What is the Criterion for a Strong First Order Electroweak Phase Transition in Singlet Models?
Amine Ahriche
TL;DR
The paper probes whether the singlet extension of the Standard Model alters the conventional criterion for a strong first-order electroweak phase transition, by computing the sphaleron energy at the critical temperature $T_c$ in the SM+S model. It finds that the commonly used $\Omega_c/T_c$ criterion, based on the distance in field space, does not reliably predict strong EWPT in the presence of a singlet, because the sphaleron energy does not scale with $\Omega(T)$ and the singlet contributes only weakly to the sphaleron energy. The authors show that the traditional $v_c/T_c$ measure remains the meaningful predictor for a strong transition over a broad parameter range, even allowing Higgs masses above the SM bound. Practically, when the singlet couples only to the Higgs, one can treat the problem via an effective two-Higgs-doublet description by replacing $S$ with its vev, an approach with implications for NMSSM analyses.
Abstract
It is widely believed that the existence of singlet scalars in some Standard Model extensions can easily make the electroweak phase transition strongly first order, which is needed for the electroweak baryogenesis scenario.

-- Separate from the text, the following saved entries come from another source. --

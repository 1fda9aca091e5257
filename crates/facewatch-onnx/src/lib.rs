//! facewatch-onnx — Face gateway on ONNX Runtime.
//!
//! SCRFD for detection and ArcFace for recognition, with a greedy IoU tracker
//! and a brute-force cosine matcher driving the multi-stream video worker.

pub mod alignment;
pub mod detector;
pub mod matcher;
pub mod recognizer;
pub mod service;
pub mod tracker;
pub mod video_worker;

pub use service::OnnxService;
pub use tracker::TrackerParams;
pub use video_worker::{StreamEngine, TrackingVideoWorker};
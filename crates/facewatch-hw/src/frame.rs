//! Raw camera buffer conversion to RGB and dark-frame detection.

use image::{Pixel, RgbImage};

#[derive(Debug, thiserror::Error)]
pub enum FrameError {
    #[error("invalid {format} length: expected {expected}, got {actual}")]
    InvalidLength {
        format: &'static str,
        expected: usize,
        actual: usize,
    },
}

fn check_len(format: &'static str, buf: &[u8], expected: usize) -> Result<(), FrameError> {
    if buf.len() < expected {
        return Err(FrameError::InvalidLength {
            format,
            expected,
            actual: buf.len(),
        });
    }
    Ok(())
}

#[inline]
fn clamp_u8(v: i32) -> u8 {
    v.clamp(0, 255) as u8
}

/// BT.601 limited-range YUV to RGB, integer arithmetic.
#[inline]
fn yuv_to_rgb(y: u8, u: u8, v: u8) -> [u8; 3] {
    let c = i32::from(y) - 16;
    let d = i32::from(u) - 128;
    let e = i32::from(v) - 128;
    [
        clamp_u8((298 * c + 409 * e + 128) >> 8),
        clamp_u8((298 * c - 100 * d - 208 * e + 128) >> 8),
        clamp_u8((298 * c + 516 * d + 128) >> 8),
    ]
}

/// Convert packed YUYV (4:2:2) to RGB.
///
/// YUYV packs two pixels per 4 bytes: [Y0, U, Y1, V]. Both pixels share U and V.
pub fn yuyv_to_rgb(yuyv: &[u8], width: u32, height: u32) -> Result<RgbImage, FrameError> {
    let pixels = (width * height) as usize;
    check_len("YUYV", yuyv, pixels * 2)?;

    let mut data = Vec::with_capacity(pixels * 3);
    for quad in yuyv[..pixels * 2].chunks_exact(4) {
        let (y0, u, y1, v) = (quad[0], quad[1], quad[2], quad[3]);
        data.extend_from_slice(&yuv_to_rgb(y0, u, v));
        data.extend_from_slice(&yuv_to_rgb(y1, u, v));
    }
    // Odd pixel count: the last YUYV group is half-used.
    data.truncate(pixels * 3);
    while data.len() < pixels * 3 {
        data.push(0);
    }

    RgbImage::from_raw(width, height, data).ok_or(FrameError::InvalidLength {
        format: "YUYV",
        expected: pixels * 3,
        actual: 0,
    })
}

/// Replicate 8-bit grayscale into three channels.
pub fn grey_to_rgb(grey: &[u8], width: u32, height: u32) -> Result<RgbImage, FrameError> {
    let pixels = (width * height) as usize;
    check_len("GREY", grey, pixels)?;
    let data = grey[..pixels].iter().flat_map(|&g| [g, g, g]).collect();
    RgbImage::from_raw(width, height, data).ok_or(FrameError::InvalidLength {
        format: "GREY",
        expected: pixels,
        actual: grey.len(),
    })
}

/// 16-bit little-endian grayscale, downscaled to 8 bits per channel.
pub fn y16_to_rgb(y16: &[u8], width: u32, height: u32) -> Result<RgbImage, FrameError> {
    let pixels = (width * height) as usize;
    check_len("Y16", y16, pixels * 2)?;
    let data = y16[..pixels * 2]
        .chunks_exact(2)
        .flat_map(|px| {
            let value = u16::from_le_bytes([px[0], px[1]]);
            let g = (value >> 8) as u8;
            [g, g, g]
        })
        .collect();
    RgbImage::from_raw(width, height, data).ok_or(FrameError::InvalidLength {
        format: "Y16",
        expected: pixels * 2,
        actual: y16.len(),
    })
}

/// True if more than `threshold_pct` of pixels have luma below 32.
pub fn is_dark_frame(image: &RgbImage, threshold_pct: f32) -> bool {
    let total = (image.width() * image.height()) as usize;
    if total == 0 {
        return true;
    }
    let dark = image.pixels().filter(|p| p.to_luma().0[0] < 32).count();
    (dark as f32 / total as f32) > threshold_pct
}
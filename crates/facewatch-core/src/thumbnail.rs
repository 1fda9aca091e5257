//! Square face thumbnails for the gallery and the render stripe.

use ab_glyph::{FontVec, PxScale};
use image::imageops::{self, FilterType};
use image::{Rgb, RgbImage};
use std::path::Path;
use thiserror::Error;

pub const DEFAULT_THUMBNAIL_SIZE: u32 = 150;

/// Height of the darkened name band at the bottom of a labelled thumbnail.
const LABEL_BAND_HEIGHT: u32 = 27;

#[derive(Error, Debug)]
pub enum LabelerError {
    #[error("cannot read font {path}: {source}")]
    Io {
        path: String,
        #[source]
        source: std::io::Error,
    },
    #[error("invalid font file: {0}")]
    InvalidFont(String),
}

/// Draws text onto thumbnails with a TrueType font.
pub struct Labeler {
    font: FontVec,
    scale: PxScale,
}

impl Labeler {
    pub fn load(path: &Path) -> Result<Self, LabelerError> {
        let data = std::fs::read(path).map_err(|source| LabelerError::Io {
            path: path.display().to_string(),
            source,
        })?;
        let font = FontVec::try_from_vec(data).map_err(|e| LabelerError::InvalidFont(e.to_string()))?;
        Ok(Self {
            font,
            scale: PxScale::from(20.0),
        })
    }

    pub fn draw(&self, image: &mut RgbImage, x: i32, y: i32, text: &str) {
        imageproc::drawing::draw_text_mut(image, Rgb([255, 255, 255]), x, y, self.scale, &self.font, text);
    }
}

/// Letterbox `crop` into a `size`×`size` black square.
///
/// A non-empty `name` darkens the bottom band; the name itself is drawn only
/// when a labeler is available.
pub fn make_thumbnail(
    crop: &RgbImage,
    size: u32,
    name: Option<&str>,
    labeler: Option<&Labeler>,
) -> RgbImage {
    let mut result = RgbImage::new(size, size);
    let (cols, rows) = crop.dimensions();

    if cols > 0 && rows > 0 && size > 0 {
        let (w, h) = if rows >= cols {
            ((cols * size / rows).max(1), size)
        } else {
            (size, (rows * size / cols).max(1))
        };
        let resized = imageops::resize(crop, w, h, FilterType::Triangle);
        let x = (size - w) / 2;
        let y = (size - h) / 2;
        imageops::overlay(&mut result, &resized, i64::from(x), i64::from(y));
    }

    if let Some(name) = name.filter(|n| !n.is_empty()) {
        let band_top = size.saturating_sub(LABEL_BAND_HEIGHT);
        for y in band_top..size {
            for x in 0..size {
                let p = result.get_pixel_mut(x, y);
                p.0 = p.0.map(|c| c / 2);
            }
        }
        if let Some(labeler) = labeler {
            labeler.draw(&mut result, 2, band_top as i32 + 3, name);
        }
    }

    result
}

/// Scale every pixel by `ratio` in [0, 1].
pub fn fade(image: &mut RgbImage, ratio: f32) {
    if ratio >= 1.0 {
        return;
    }
    let ratio = ratio.max(0.0);
    for p in image.pixels_mut() {
        p.0 = p.0.map(|c| (c as f32 * ratio).round() as u8);
    }
}
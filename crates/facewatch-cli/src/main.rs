use anyhow::{Context, Result};
use clap::error::ErrorKind;
use clap::Parser;
use facewatch_core::{template_store, Capturer, FaceService, Gallery, Recognizer, Renderer};
use facewatch_core::thumbnail::Labeler;
use facewatch_hw::{open_source, CameraOptions, V4lCamera};
use facewatch_onnx::OnnxService;
use std::sync::Arc;
use std::time::Duration;
use tracing_subscriber::EnvFilter;

mod config;
mod display;
mod engine;

use config::{BackendArgs, Cli, Commands, ExportArgs, FileConfig, RunArgs};
use display::{DisplaySink, NullSink, PngDirSink};
use engine::{Orchestrator, StreamSettings};

/// Main-loop period: deferred error checks and display updates.
const TICK: Duration = Duration::from_millis(20);

#[tokio::main]
async fn main() -> Result<()> {
    tracing_subscriber::fmt()
        .with_env_filter(
            EnvFilter::try_from_default_env().unwrap_or_else(|_| EnvFilter::new("info")),
        )
        .init();

    let cli = match Cli::try_parse() {
        Ok(cli) => cli,
        Err(e) => {
            e.print().context("printing usage")?;
            std::process::exit(usage_exit_code(e.kind()));
        }
    };

    match cli.command {
        Commands::Run(args) => run(args).await,
        Commands::ExportTemplates(args) => export_templates(args),
        Commands::Devices => {
            devices();
            Ok(())
        }
    }
}

/// Help and version requests succeed; every other argument error exits 1.
fn usage_exit_code(kind: ErrorKind) -> i32 {
    match kind {
        ErrorKind::DisplayHelp | ErrorKind::DisplayVersion => 0,
        _ => 1,
    }
}

async fn run(args: RunArgs) -> Result<()> {
    args.validate()?;

    let file = match &args.vw_config {
        Some(path) => FileConfig::load(path)?,
        None => FileConfig::default(),
    };

    let labeler = args
        .font
        .as_deref()
        .map(Labeler::load)
        .transpose()
        .context("loading font")?
        .map(Arc::new);

    let service = open_service(&args.backend)?.with_tracker_params(file.tracker.clone());

    let gallery = {
        let mut capturer = service.create_capturer()?;
        let mut recognizer = service.create_recognizer(&args.backend.method_config)?;
        build_gallery(
            &args,
            capturer.as_mut(),
            recognizer.as_mut(),
            file.render.thumbnail_size,
            labeler.as_deref(),
        )?
    };
    tracing::info!(entries = gallery.len(), "gallery ready");

    let camera_options = CameraOptions {
        width: args.width,
        height: args.height,
    };
    let sources = args
        .video_sources
        .iter()
        .map(|source| {
            open_source(source, camera_options)
                .with_context(|| format!("opening video source {source}"))
        })
        .collect::<Result<Vec<_>>>()?;

    let mut params = file.video_worker.clone();
    params.streams_count = sources.len();
    let acceleration = params.acceleration;
    let worker = service.create_video_worker(params, &args.backend.method_config)?;
    worker.set_database(gallery.entries().to_vec(), acceleration)?;

    let sink: Box<dyn DisplaySink> = match &args.output_dir {
        Some(dir) => Box::new(PngDirSink::create(dir)?),
        None => Box::new(NullSink),
    };

    let settings = StreamSettings {
        gallery_len: gallery.len(),
        renderer: Arc::new(Renderer::new(file.render.clone(), Arc::new(gallery), labeler)),
        fps_limit: args.frame_fps_limit,
        show_metrics: args.show_metrics,
    };

    let mut orchestrator = Orchestrator::start(worker, sources, settings, sink)?;
    tracing::info!(streams = orchestrator.streams().len(), "facewatch running");

    let ctrl_c = tokio::signal::ctrl_c();
    tokio::pin!(ctrl_c);
    let mut ticker = tokio::time::interval(TICK);

    let result = loop {
        tokio::select! {
            signal = &mut ctrl_c => {
                signal.context("waiting for Ctrl-C")?;
                tracing::info!("interrupted, shutting down");
                break Ok(());
            }
            _ = ticker.tick() => match orchestrator.tick() {
                Ok(true) => {
                    tracing::info!("all sources exhausted, shutting down");
                    break Ok(());
                }
                Ok(false) => {}
                Err(e) => break Err(e),
            }
        }
    };

    let closed = orchestrator.close();
    result?;
    Ok(closed?)
}

fn open_service(backend: &BackendArgs) -> Result<OnnxService> {
    OnnxService::create(&backend.config_dir, backend.license_dir.as_deref())
        .with_context(|| format!("loading face models from {}", backend.config_dir.display()))
}

fn build_gallery(
    args: &RunArgs,
    capturer: &mut dyn Capturer,
    recognizer: &mut dyn Recognizer,
    thumbnail_size: u32,
    labeler: Option<&Labeler>,
) -> Result<Gallery> {
    let threshold = args.recognition_distance_threshold;

    let mut gallery = match &args.database_dir {
        Some(dir) => {
            let (gallery, skipped) =
                Gallery::load(dir, capturer, recognizer, threshold, thumbnail_size, labeler)?;
            if !skipped.is_empty() {
                tracing::warn!(count = skipped.len(), "gallery photos skipped");
            }
            gallery
        }
        None => Gallery::new(),
    };

    if let Some(dir) = &args.templates_dir {
        let method = recognizer.method_name().to_string();
        let templates = template_store::load(dir)?
            .into_iter()
            .filter(|(label, template)| match &template.method {
                Some(m) if *m != method => {
                    tracing::warn!(label = %label, method = %m, expected = %method, "template from another method, skipped");
                    false
                }
                _ => true,
            })
            .collect();
        gallery.extend_from_templates(templates, threshold, thumbnail_size, labeler);
    }

    Ok(gallery)
}

fn export_templates(args: ExportArgs) -> Result<()> {
    let service = open_service(&args.backend)?;
    let mut capturer = service.create_capturer()?;
    let mut recognizer = service.create_recognizer(&args.backend.method_config)?;

    let (gallery, _) = Gallery::load(
        &args.database_dir,
        capturer.as_mut(),
        recognizer.as_mut(),
        f32::INFINITY,
        facewatch_core::thumbnail::DEFAULT_THUMBNAIL_SIZE,
        None,
    )?;

    for (entry, name) in gallery.entries().iter().zip(gallery.names()) {
        let label = export_label(name, entry.person_id, entry.element_id);
        let path = template_store::save(&args.out, &label, &entry.template)?;
        println!("{}", path.display());
    }
    println!("Exported {} templates to {}", gallery.len(), args.out.display());
    Ok(())
}

/// Label of an exported template: the person name when known, made unique by element id.
fn export_label(name: &str, person_id: u64, element_id: u64) -> String {
    let base: String = name
        .chars()
        .map(|c| if c.is_alphanumeric() || c == '-' || c == '_' { c } else { '_' })
        .collect();
    let base = base.trim_matches('_');
    if base.is_empty() {
        format!("person{person_id}_{element_id}")
    } else {
        format!("{base}_{element_id}")
    }
}

fn devices() {
    let devices = V4lCamera::list_devices();
    if devices.is_empty() {
        println!("No V4L2 capture devices found");
        return;
    }
    for dev in devices {
        println!("{}  {} ({}, {})", dev.path, dev.name, dev.driver, dev.bus);
    }
}
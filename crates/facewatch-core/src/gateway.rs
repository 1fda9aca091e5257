//! Capability interface of the face recognition backend.
//!
//! The backend is opaque: it captures faces on still images, turns samples into
//! templates, and runs a video worker that tracks faces across submitted frames
//! and matches them against a gallery. Tracking results are not delivered via
//! callbacks; each stream has listeners receiving [`WorkerEvent`] messages.

use crate::types::{DatabaseElement, FrameId, Sample, SearchResult, Template, TrackId};
use image::RgbImage;
use serde::Deserialize;
use std::sync::Arc;
use thiserror::Error;
use tokio::sync::mpsc;

#[derive(Error, Debug, Clone)]
pub enum GatewayError {
    #[error("stream {stream_id} out of range ({streams_count} streams)")]
    StreamOutOfRange { stream_id: usize, streams_count: usize },
    #[error("unknown listener {0:?}")]
    UnknownListener(ListenerId),
    #[error("configuration: {0}")]
    Config(String),
    #[error("backend: {0}")]
    Backend(String),
    #[error("video worker is shut down")]
    Closed,
}

/// A face reported by a tracking result.
#[derive(Debug, Clone)]
pub struct TrackedSample {
    pub sample: Sample,
    /// The sample is too poor for recognition (small, blurred, low confidence).
    pub weak: bool,
    pub quality: f32,
}

#[derive(Debug, Clone)]
pub struct TrackingData {
    pub stream_id: usize,
    pub frame_id: FrameId,
    pub samples: Vec<TrackedSample>,
}

#[derive(Debug, Clone)]
pub struct TrackingLostData {
    pub stream_id: usize,
    pub track_id: TrackId,
    pub first_frame_id: FrameId,
    pub last_frame_id: FrameId,
    pub best_quality_sample: Option<Sample>,
}

#[derive(Debug, Clone)]
pub struct MatchFoundData {
    pub stream_id: usize,
    pub sample: Sample,
    pub template: Template,
    /// Best results first. A lone `element_id == None` entry means "not found".
    pub search_results: Vec<SearchResult>,
}

/// Messages a video worker delivers to the listeners of a stream.
#[derive(Debug, Clone)]
pub enum WorkerEvent {
    Tracking(TrackingData),
    TrackingLost(TrackingLostData),
    MatchFound(MatchFoundData),
}

impl WorkerEvent {
    pub fn stream_id(&self) -> usize {
        match self {
            WorkerEvent::Tracking(d) => d.stream_id,
            WorkerEvent::TrackingLost(d) => d.stream_id,
            WorkerEvent::MatchFound(d) => d.stream_id,
        }
    }
}

pub type EventSender = mpsc::UnboundedSender<WorkerEvent>;
pub type EventReceiver = mpsc::UnboundedReceiver<WorkerEvent>;

#[derive(Debug, Clone, Copy, PartialEq, Eq, Hash)]
pub struct ListenerId(pub u64);

/// How the matcher may shortcut a gallery search.
#[derive(Debug, Clone, Copy, Default, PartialEq, Eq, Deserialize)]
#[serde(rename_all = "snake_case")]
pub enum SearchAcceleration {
    /// Compare against every gallery element.
    #[default]
    None,
    /// Skip the remaining elements of a person once one of them is a confident hit.
    Heuristic,
}

/// Video worker construction parameters.
#[derive(Debug, Clone, Deserialize)]
#[serde(default)]
pub struct VideoWorkerParams {
    pub streams_count: usize,
    /// 0 = one per stream.
    pub processing_threads_count: usize,
    /// 0 = one per stream.
    pub matching_threads_count: usize,
    /// Maximum number of search results per match event.
    pub search_k: usize,
    /// Also deliver match events when nothing in the gallery was close enough.
    pub not_found_match_found_callback: bool,
    pub acceleration: SearchAcceleration,
}

impl Default for VideoWorkerParams {
    fn default() -> Self {
        Self {
            streams_count: 1,
            processing_threads_count: 0,
            matching_threads_count: 0,
            search_k: 10,
            not_found_match_found_callback: true,
            acceleration: SearchAcceleration::None,
        }
    }
}

/// Detects faces on still images.
pub trait Capturer: Send {
    fn capture(&mut self, image: &RgbImage) -> Result<Vec<Sample>, GatewayError>;
}

/// Turns face samples into templates.
pub trait Recognizer: Send {
    fn process(&mut self, sample: &Sample) -> Result<Template, GatewayError>;
    fn method_name(&self) -> &str;
}

/// Tracks faces across video frames and matches them against a gallery.
pub trait VideoWorker: Send + Sync {
    fn streams_count(&self) -> usize;

    /// Replace the gallery the matcher searches.
    fn set_database(
        &self,
        elements: Vec<DatabaseElement>,
        acceleration: SearchAcceleration,
    ) -> Result<(), GatewayError>;

    /// Submit a frame for processing. Returns the id tracking results will reference.
    fn add_video_frame(
        &self,
        image: &RgbImage,
        stream_id: usize,
        timestamp_us: u64,
    ) -> Result<FrameId, GatewayError>;

    /// Deliver the events of `stream_id` to `sender` until the listener is removed.
    fn add_listener(&self, stream_id: usize, sender: EventSender)
        -> Result<ListenerId, GatewayError>;

    /// Drop the listener's sender, closing its channel once buffered events are drained.
    fn remove_listener(&self, id: ListenerId) -> Result<(), GatewayError>;

    fn enable_processing_on_stream(&self, stream_id: usize) -> Result<(), GatewayError>;

    fn disable_processing_on_stream(&self, stream_id: usize) -> Result<(), GatewayError>;

    /// Forget all tracks on the stream. Every live track gets a lost event.
    fn reset_tracker_on_stream(&self, stream_id: usize) -> Result<(), GatewayError>;

    /// Re-raise the first error that happened on a worker-internal thread.
    fn check_exceptions(&self) -> Result<(), GatewayError>;
}

/// Factory for backend objects.
pub trait FaceService {
    fn create_capturer(&self) -> Result<Box<dyn Capturer>, GatewayError>;

    fn create_recognizer(&self, method_config: &str) -> Result<Box<dyn Recognizer>, GatewayError>;

    fn create_video_worker(
        &self,
        params: VideoWorkerParams,
        method_config: &str,
    ) -> Result<Arc<dyn VideoWorker>, GatewayError>;
}

/// Validate a stream id against a worker's stream count.
pub fn check_stream(stream_id: usize, streams_count: usize) -> Result<(), GatewayError> {
    if stream_id < streams_count {
        Ok(())
    } else {
        Err(GatewayError::StreamOutOfRange {
            stream_id,
            streams_count,
        })
    }
}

In this paper, we will examine the strength of the electroweak phase transition in the simplest extension of the Standard Model with a real singlet using the sphaleron energy at the critical temperature. We find that the phase transition is stronger by adding a singlet; and also that the criterion for a strong phase transition Omega (Tc)/Tc>1, where Omega =(v^2+(x-x0)^2)^(1/2) and x (x0) is the singlet vev in the broken (symmetric) phase, is not valid for models containing singlets, even though often used in the literature. The usual condition vc/Tc>1 is more meaningful, and it is satisfied for a large part of the parameter space for physically allowed Higgs masses.